Whether the husband's knowledge of the wife's condition at the time of the marriage now estops him from asserting the invalidity of the marriage, need not be passed upon at this time. In this connection, see Code §§ 53-102, 53-104; Dillon v. Dillon, 60 Ga. 204; Pennaman v. Pennaman, 153 Ga. 647 ( 112 S.E. 829); Christopher v. Christopher, 198 Ga. 361 ( 31 S.E.2d 818); Bell v. Bell, 206 Ga. 194 ( 56 S.E.2d 289); Phillips v. Phillips, 211 Ga. 305. The ruling in Moss v.

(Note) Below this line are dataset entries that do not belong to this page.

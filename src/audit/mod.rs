use chrono::{DateTime, Utc};
use serde::{Deserialize, Serialize};
use uuid::Uuid;

use crate::events::ExecutionEvent;

/// One durable line in the audit log.
#[derive(Debug, Clone, Serialize, Deserialize)]
pub struct AuditRecord {
    pub id: Uuid,
    pub timestamp: DateTime<Utc>,
    pub unit_path: String,
    pub event_type: String,
    pub payload: serde_json::Value,
}

impl AuditRecord {
    pub fn from_event(event: &ExecutionEvent) -> serde_json::Result<Self> {
        Ok(Self {
            id: Uuid::new_v4(),
            timestamp: Utc::now(),
            unit_path: event.unit_path().to_string(),
            event_type: event.event_type().to_string(),
            payload: serde_json::to_value(event)?,
        })
    }

    /// Decode the payload back into the event it was built from.
    pub fn event(&self) -> serde_json::Result<ExecutionEvent> {
        serde_json::from_value(self.payload.clone())
    }

    pub fn is_error(&self) -> bool {
        self.event_type == "execution-error"
    }
}

pub mod logger;
pub use logger::AuditLogger;
//! Millisecond time source for the coordinator.

use std::sync::Arc;
use std::sync::atomic::{AtomicI64, Ordering};

pub trait Clock: Send + Sync {
    /// Milliseconds since the Unix epoch.
    fn now_ms(&self) -> i64;
}

/// Wall-clock time.
#[derive(Debug, Default, Clone, Copy)]
pub struct SystemClock;

impl Clock for SystemClock {
    fn now_ms(&self) -> i64 {
        chrono::Utc::now().timestamp_millis()
    }
}

/// Logical time that only moves when told to. Clones share the same instant.
#[derive(Debug, Default, Clone)]
pub struct ManualClock {
    now: Arc<AtomicI64>,
}

impl ManualClock {
    pub fn new(start_ms: i64) -> Self {
        Self {
            now: Arc::new(AtomicI64::new(start_ms)),
        }
    }

    pub fn set(&self, ms: i64) {
        self.now.store(ms, Ordering::SeqCst);
    }

    pub fn advance(&self, ms: i64) {
        self.now.fetch_add(ms, Ordering::SeqCst);
    }
}

impl Clock for ManualClock {
    fn now_ms(&self) -> i64 {
        self.now.load(Ordering::SeqCst)
    }
}
pub mod clock;
pub mod coordinator;
pub mod failure;
pub mod options;
pub mod review;
pub mod state;

pub use clock::{Clock, ManualClock, SystemClock};
pub use coordinator::{
    AgentOutcome, AgentStatus, AutoExecutionCoordinator, CoordinatorConfig, DEFAULT_MAX_CONCURRENT,
    DEFAULT_TIMEOUT_MS, MAX_REVIEW_ROUNDS,
};
pub use options::{ApprovalStatus, ExecutionOptions, ReviewFlag, ValidationOptions};
pub use review::InspectionResult;
pub use state::{ExecutionRecord, ExecutionStatus, StateStore};
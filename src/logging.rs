//! Tracing subscriber setup.
//!
//! Console output goes to stderr so command output on stdout stays clean.
//! When a log directory is configured, JSON lines are also written to a
//! daily-rotated `specpilot.log` there.

use anyhow::{Context, Result};
use std::io;
use std::path::Path;
use tracing::Level;
use tracing_appender::non_blocking::WorkerGuard;
use tracing_subscriber::layer::SubscriberExt;
use tracing_subscriber::util::SubscriberInitExt;
use tracing_subscriber::{EnvFilter, Layer};

use crate::config::{LogFormat, LoggingSection};

/// Install the global subscriber.
///
/// `RUST_LOG` overrides `level`. The returned guard must live until exit or
/// buffered file output is lost.
pub fn init_logging(
    section: &LoggingSection,
    log_dir: Option<&Path>,
    verbose: bool,
) -> Result<Option<WorkerGuard>> {
    let level = if verbose {
        Level::DEBUG
    } else {
        parse_log_level(&section.level)?
    };

    let env_filter = || {
        EnvFilter::builder()
            .with_default_directive(level.into())
            .from_env_lossy()
    };

    let console_layer = match section.format {
        LogFormat::Json => tracing_subscriber::fmt::layer()
            .json()
            .with_writer(io::stderr)
            .with_current_span(true)
            .with_target(true)
            .with_filter(env_filter())
            .boxed(),
        LogFormat::Pretty => tracing_subscriber::fmt::layer()
            .with_writer(io::stderr)
            .with_target(false)
            .compact()
            .with_filter(env_filter())
            .boxed(),
    };

    let (file_layer, guard) = match log_dir {
        Some(dir) => {
            std::fs::create_dir_all(dir)
                .with_context(|| format!("Failed to create log directory: {}", dir.display()))?;
            let appender = tracing_appender::rolling::daily(dir, "specpilot.log");
            let (writer, guard) = tracing_appender::non_blocking(appender);
            let layer = tracing_subscriber::fmt::layer()
                .json()
                .with_writer(writer)
                .with_ansi(false)
                .with_current_span(true)
                .with_target(true)
                .with_file(true)
                .with_line_number(true)
                .with_filter(env_filter())
                .boxed();
            (Some(layer), Some(guard))
        }
        None => (None, None),
    };

    tracing_subscriber::registry()
        .with(console_layer)
        .with(file_layer)
        .try_init()
        .context("Failed to install tracing subscriber")?;

    tracing::debug!(
        level = %level,
        format = ?section.format,
        file_output = log_dir.is_some(),
        "logger initialized"
    );

    Ok(guard)
}

pub fn parse_log_level(level: &str) -> Result<Level> {
    match level.to_lowercase().as_str() {
        "trace" => Ok(Level::TRACE),
        "debug" => Ok(Level::DEBUG),
        "info" => Ok(Level::INFO),
        "warn" => Ok(Level::WARN),
        "error" => Ok(Level::ERROR),
        _ => anyhow::bail!("Invalid log level: {level}"),
    }
}
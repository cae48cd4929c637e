//! Configuration view and validation commands: `specpilot config`.

use anyhow::Result;

use super::super::ConfigCommands;
use specpilot::config::{PilotConfig, PilotToml};

pub fn cmd_config(config: &PilotConfig, command: Option<ConfigCommands>) -> Result<()> {
    let config_path = config.config_file();

    match command {
        None | Some(ConfigCommands::Show) => {
            println!();
            println!("Specpilot Configuration");
            println!("=======================");
            println!();

            if config_path.exists() {
                println!("Config file: {}", config_path.display());
            } else {
                println!("No specpilot.toml found at {}", config_path.display());
                println!("Using default configuration.");
            }
            println!();

            let toml = &config.toml;
            println!("[execution]");
            println!("  max_concurrent = {}", toml.execution.max_concurrent);
            println!("  timeout_ms = {}", toml.execution.timeout_ms);
            println!(
                "  timeout_check_interval_ms = {}",
                toml.execution.timeout_check_interval_ms
            );
            println!();

            println!("[agent]");
            if let Some(cmd) = &toml.agent.command {
                println!("  command = \"{}\"", cmd);
            }
            println!("  args = {:?}", toml.agent.args);
            if let Some(dir) = &toml.agent.working_dir {
                println!("  working_dir = \"{}\"", dir.display());
            }
            println!();

            println!("[defaults]");
            let phases: Vec<&str> = toml
                .defaults
                .permissions
                .permitted_phases()
                .iter()
                .map(|p| p.as_str())
                .collect();
            println!("  permitted phases = [{}]", phases.join(", "));
            println!("  review = \"{}\"", toml.defaults.review);
            println!("  auto_merge = {}", toml.defaults.auto_merge);
            println!();

            println!("[logging]");
            println!("  level = \"{}\"", toml.logging.level);
            println!("  format = {:?}", toml.logging.format);
            println!();

            println!("Effective values (with env overrides):");
            println!("  agent command = \"{}\"", toml.agent_cmd());
            println!("  max_concurrent = {}", toml.max_concurrent());
            println!("  audit dir = {}", config.audit_dir().display());
            println!();

            if !config_path.exists() {
                println!("Run 'specpilot config init' to create a specpilot.toml file.");
                println!();
            }
        }
        Some(ConfigCommands::Validate) => {
            println!();
            println!("Validating configuration...");
            println!();

            if !config_path.exists() {
                println!("No specpilot.toml found. Using defaults (valid).");
                return Ok(());
            }

            let warnings = config.validate();
            if warnings.is_empty() {
                println!("Configuration is valid.");
            } else {
                println!("Configuration warnings:");
                for warning in warnings {
                    println!("  - {}", warning);
                }
            }
            println!();
        }
        Some(ConfigCommands::Init) => {
            if config_path.exists() {
                println!("specpilot.toml already exists at {}", config_path.display());
                println!("Delete it first if you want to recreate it.");
                return Ok(());
            }

            std::fs::create_dir_all(&config.pilot_dir)?;
            PilotToml::default().save(&config_path)?;

            println!("Created specpilot.toml at {}", config_path.display());
            println!();
            println!("You can now customize:");
            println!("  - [execution] max_concurrent, timeout_ms");
            println!("  - [agent] command, args");
            println!("  - [defaults.permissions] which phases run without stopping");
            println!();
        }
    }

    Ok(())
}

Moss, 147 Ga. 311 (5) ( 93 S.E. 875), concurred in by four Justices, that "Impotency of the wife is not a ground of defense by a husband to a suit brought by the wife to recover permanent alimony, and it was not error to so instruct the jury," has no application here, for the reason that the ruling was made on the trial of the wife's suit for permanent alimony, in which the husband was not seeking to annul the marriage, but in his answer sought a divorce on the ground of the wife's impotency, the sole issues on the trial being the wife's prayers for permanent alimony and for cancellation of certain deeds. As to the right of the wife to temporary alimony in the husband's action for annulment of the marriage, on conflicting evidence as to the invalidity of the marriage, see Jones v. Jones, 200 Ga. 571 ( 37 S.E.2d 711).
The trial judge did not abuse his discretion in granting temporary alimony and attorney's fees to the wife.
Judgment affirmed. All the Justices concur.